» **TASK TO CARRY OUT**: Provide the material again, with every line intact and exact.

» **EXERCISE MATERIALS**:
■ ■ ■ ■ ■

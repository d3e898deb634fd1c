// SPDX-License-Identifier: PMPL-1.0-or-later
// Copyright (c) 2026 Jonathan D.A. Jewell (hyperpolymath) <jonathan.jewell@open.ac.uk>
//
// Labelwerk — Core types, configuration, and error definitions shared across
// all crates.

pub mod config;
pub mod error;
pub mod human_errors;
pub mod types;

pub use config::{FleetConfig, IoTimeouts};
pub use error::{LabelwerkError, ProtocolError, TransportError};
pub use types::*;
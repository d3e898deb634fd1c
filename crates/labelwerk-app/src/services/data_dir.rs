// SPDX-License-Identifier: PMPL-1.0-or-later
// Copyright (c) 2026 Jonathan D.A. Jewell (hyperpolymath) <jonathan.jewell@open.ac.uk>
//
// Platform-aware data directory resolution.

use std::path::{Path, PathBuf};

/// Return the application data directory, creating it if needed.
pub fn data_dir() -> PathBuf {
    let base = base_dir(
        std::env::var_os("XDG_DATA_HOME").as_deref().map(Path::new),
        std::env::var_os("HOME").as_deref().map(Path::new),
    );
    let dir = base.join("labelwerk");
    if let Err(e) = std::fs::create_dir_all(&dir) {
        tracing::warn!(path = %dir.display(), error = %e, "could not create data directory");
    }
    dir
}

/// XDG data dir, then `~/.local/share`, then `/tmp`.
fn base_dir(xdg_data_home: Option<&Path>, home: Option<&Path>) -> PathBuf {
    if let Some(xdg) = xdg_data_home.filter(|p| !p.as_os_str().is_empty()) {
        return xdg.to_path_buf();
    }
    if let Some(home) = home {
        return home.join(".local").join("share");
    }
    PathBuf::from("/tmp")
}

■ ■ ■ ■ ■

» **SOLUTION BELOW**:
repository d3e898deb634fd1c
// SPDX-License-Identifier: PMPL-1.0-or-later
// Copyright (c) 2026 Jonathan D.A. Jewell (hyperpolymath) <jonathan.jewell@open.ac.uk>
//
// Labelwerk — Core types, configuration, and error definitions shared across
// all crates.

pub mod config;
pub mod error;
pub mod human_errors;
pub mod types;

pub use config::{FleetConfig, IoTimeouts};
pub use error::{LabelwerkError, ProtocolError, TransportError};
pub use types::*;
repository d3e898deb634fd1c
filename crates/labelwerk-app/src/services/data_dir.rs
// SPDX-License-Identifier: PMPL-1.0-or-later
// Copyright (c) 2026 Jonathan D.A. Jewell (hyperpolymath) <jonathan.jewell@open.ac.uk>
//
// Platform-aware data directory resolution.

use std::path::{Path, PathBuf};

/// Return the application data directory, creating it if needed.
pub fn data_dir() -> PathBuf {
    let base = base_dir(
        std::env::var_os("XDG_DATA_HOME").as_deref().map(Path::new),
        std::env::var_os("HOME").as_deref().map(Path::new),
    );
    let dir = base.join("labelwerk");
    if let Err(e) = std::fs::create_dir_all(&dir) {
        tracing::warn!(path = %dir.display(), error = %e, "could not create data directory");
    }
    dir
}

/// XDG data dir, then `~/.local/share`, then `/tmp`.
fn base_dir(xdg_data_home: Option<&Path>, home: Option<&Path>) -> PathBuf {
    if let Some(xdg) = xdg_data_home.filter(|p| !p.as_os_str().is_empty()) {
        return xdg.to_path_buf();
    }
    if let Some(home) = home {
        return home.join(".local").join("share");
    }
    PathBuf::from("/tmp")
}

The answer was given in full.